Saved entries
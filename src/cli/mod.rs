pub mod args;
pub mod commands;
pub mod core;
pub mod forms;
pub mod help;
pub mod io;
pub mod output;
pub mod registry;
mod shell;
pub mod shell_context;
pub mod ui;

#[cfg(test)]
pub(crate) mod test_support;

pub use shell::{run_cli, SCRIPT_ENV};
//! `--key value` parsing for command arguments.
//!
//! Tokens that start with `--` name an option; the following token is its
//! value unless it is itself an option, in which case the option is a bare
//! flag. Everything else is positional, in order.

use std::collections::HashMap;
use std::str::FromStr;

use chrono::NaiveDate;
use rust_decimal::Decimal;

use ledgerdesk_domain::EntityId;

use crate::cli::core::CommandError;

pub const DATE_INPUT_FORMAT: &str = "%Y-%m-%d";

#[derive(Debug, Default)]
pub struct ArgMap<'a> {
    positional: Vec<&'a str>,
    options: HashMap<String, Option<&'a str>>,
}

impl<'a> ArgMap<'a> {
    pub fn parse(args: &[&'a str]) -> Self {
        let mut map = ArgMap::default();
        let mut iter = args.iter().copied().peekable();
        while let Some(token) = iter.next() {
            match token.strip_prefix("--") {
                Some(key) if !key.is_empty() => {
                    let value = match iter.peek() {
                        Some(next) if !next.starts_with("--") => iter.next(),
                        _ => None,
                    };
                    map.options.insert(key.to_ascii_lowercase(), value);
                }
                _ => map.positional.push(token),
            }
        }
        map
    }

    pub fn positional(&self, index: usize) -> Option<&'a str> {
        self.positional.get(index).copied()
    }

    /// Positional arguments from `index` on, joined by spaces.
    pub fn rest(&self, index: usize) -> Option<String> {
        let rest = self.positional.get(index..)?;
        (!rest.is_empty()).then(|| rest.join(" "))
    }

    pub fn has(&self, key: &str) -> bool {
        self.options.contains_key(key)
    }

    pub fn get(&self, key: &str) -> Option<&'a str> {
        self.options.get(key).copied().flatten()
    }

    pub fn string(&self, key: &str) -> Option<String> {
        self.get(key).map(str::to_string)
    }

    pub fn require(&self, key: &str) -> Result<&'a str, CommandError> {
        self.get(key).ok_or_else(|| {
            CommandError::InvalidArguments(format!("missing required option `--{}`", key))
        })
    }

    pub fn parsed<T: FromStr>(&self, key: &str, what: &str) -> Result<Option<T>, CommandError> {
        self.get(key)
            .map(|raw| parse_value(raw, key, what))
            .transpose()
    }

    pub fn required<T: FromStr>(&self, key: &str, what: &str) -> Result<T, CommandError> {
        parse_value(self.require(key)?, key, what)
    }

    pub fn id(&self, key: &str) -> Result<Option<EntityId>, CommandError> {
        self.parsed(key, "a numeric id")
    }

    pub fn decimal(&self, key: &str) -> Result<Option<Decimal>, CommandError> {
        self.parsed(key, "an amount")
    }

    pub fn date(&self, key: &str) -> Result<Option<NaiveDate>, CommandError> {
        self.get(key).map(parse_date).transpose()
    }

    /// `--active` alone means true; `--active no` means false.
    pub fn boolean(&self, key: &str) -> Result<Option<bool>, CommandError> {
        match self.options.get(key) {
            None => Ok(None),
            Some(None) => Ok(Some(true)),
            Some(Some(raw)) => parse_bool(raw).map(Some).ok_or_else(|| {
                CommandError::InvalidArguments(format!("`--{}` expects yes or no", key))
            }),
        }
    }
}

fn parse_value<T: FromStr>(raw: &str, key: &str, what: &str) -> Result<T, CommandError> {
    raw.trim().parse().map_err(|_| {
        CommandError::InvalidArguments(format!("`--{}` expects {}, got `{}`", key, what, raw))
    })
}

pub fn parse_date(raw: &str) -> Result<NaiveDate, CommandError> {
    NaiveDate::parse_from_str(raw.trim(), DATE_INPUT_FORMAT).map_err(|_| {
        CommandError::InvalidArguments(format!("invalid date `{}` (use YYYY-MM-DD)", raw))
    })
}

pub fn parse_bool(raw: &str) -> Option<bool> {
    match raw.trim().to_ascii_lowercase().as_str() {
        "yes" | "y" | "true" | "on" | "1" => Some(true),
        "no" | "n" | "false" | "off" | "0" => Some(false),
        _ => None,
    }
}

/// Positional id such as the `7` in `voucher post 7`.
pub fn require_id(args: &ArgMap<'_>, index: usize, usage: &str) -> Result<EntityId, CommandError> {
    let raw = args
        .positional(index)
        .ok_or_else(|| CommandError::InvalidArguments(format!("usage: {}", usage)))?;
    raw.parse().map_err(|_| {
        CommandError::InvalidArguments(format!("`{}` is not a valid id", raw))
    })
}

#[cfg(test)]
mod tests {
    use super::*;

    #[test]
    fn options_flags_and_positionals_are_separated() {
        let args = ArgMap::parse(&["Petty", "Cash", "--type", "asset", "--group", "--parent", "1"]);
        assert_eq!(args.rest(0).as_deref(), Some("Petty Cash"));
        assert_eq!(args.get("type"), Some("asset"));
        assert_eq!(args.boolean("group").unwrap(), Some(true));
        assert_eq!(args.get("parent"), Some("1"));
        assert!(!args.has("cash"));
    }

    #[test]
    fn typed_getters_report_the_offending_option() {
        let args = ArgMap::parse(&["--amount", "12.5x", "--date", "2024-02-30"]);
        let err = args.decimal("amount").unwrap_err().to_string();
        assert!(err.contains("--amount"));
        assert!(args.date("date").is_err());
        assert!(args.required::<u64>("start", "a number").is_err());
    }

    #[test]
    fn boolean_values_accept_common_spellings() {
        let args = ArgMap::parse(&["--active", "no"]);
        assert_eq!(args.boolean("active").unwrap(), Some(false));
        assert_eq!(parse_bool("Yes"), Some(true));
        assert_eq!(parse_bool("maybe"), None);
    }

    #[test]
    fn positional_ids_must_be_numeric() {
        let args = ArgMap::parse(&["post", "abc"]);
        assert!(require_id(&args, 1, "voucher post <id>").is_err());
        assert!(require_id(&args, 2, "voucher post <id>").is_err());
    }
}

_YOUR TASK:_
From the opening line of the data above through the line that contains "pub fn parse(args: &[&'a", please print each line as it stands and only those lines.

_REPLY TO THE TASK:_
filename src/cli/mod.rs
pub mod args;
pub mod commands;
pub mod core;
pub mod forms;
pub mod help;
pub mod io;
pub mod output;
pub mod registry;
mod shell;
pub mod shell_context;
pub mod ui;

#[cfg(test)]
pub(crate) mod test_support;

pub use shell::{run_cli, SCRIPT_ENV};
//! `--key value` parsing for command arguments.
//!
//! Tokens that start with `--` name an option; the following token is its
//! value unless it is itself an option, in which case the option is a bare
//! flag. Everything else is positional, in order.

use std::collections::HashMap;
use std::str::FromStr;

use chrono::NaiveDate;
use rust_decimal::Decimal;

use ledgerdesk_domain::EntityId;

use crate::cli::core::CommandError;

pub const DATE_INPUT_FORMAT: &str = "%Y-%m-%d";

#[derive(Debug, Default)]
pub struct ArgMap<'a> {
    positional: Vec<&'a str>,
    options: HashMap<String, Option<&'a str>>,
}

impl<'a> ArgMap<'a> {
    pub fn parse(args: &[&'a str]) -> Self {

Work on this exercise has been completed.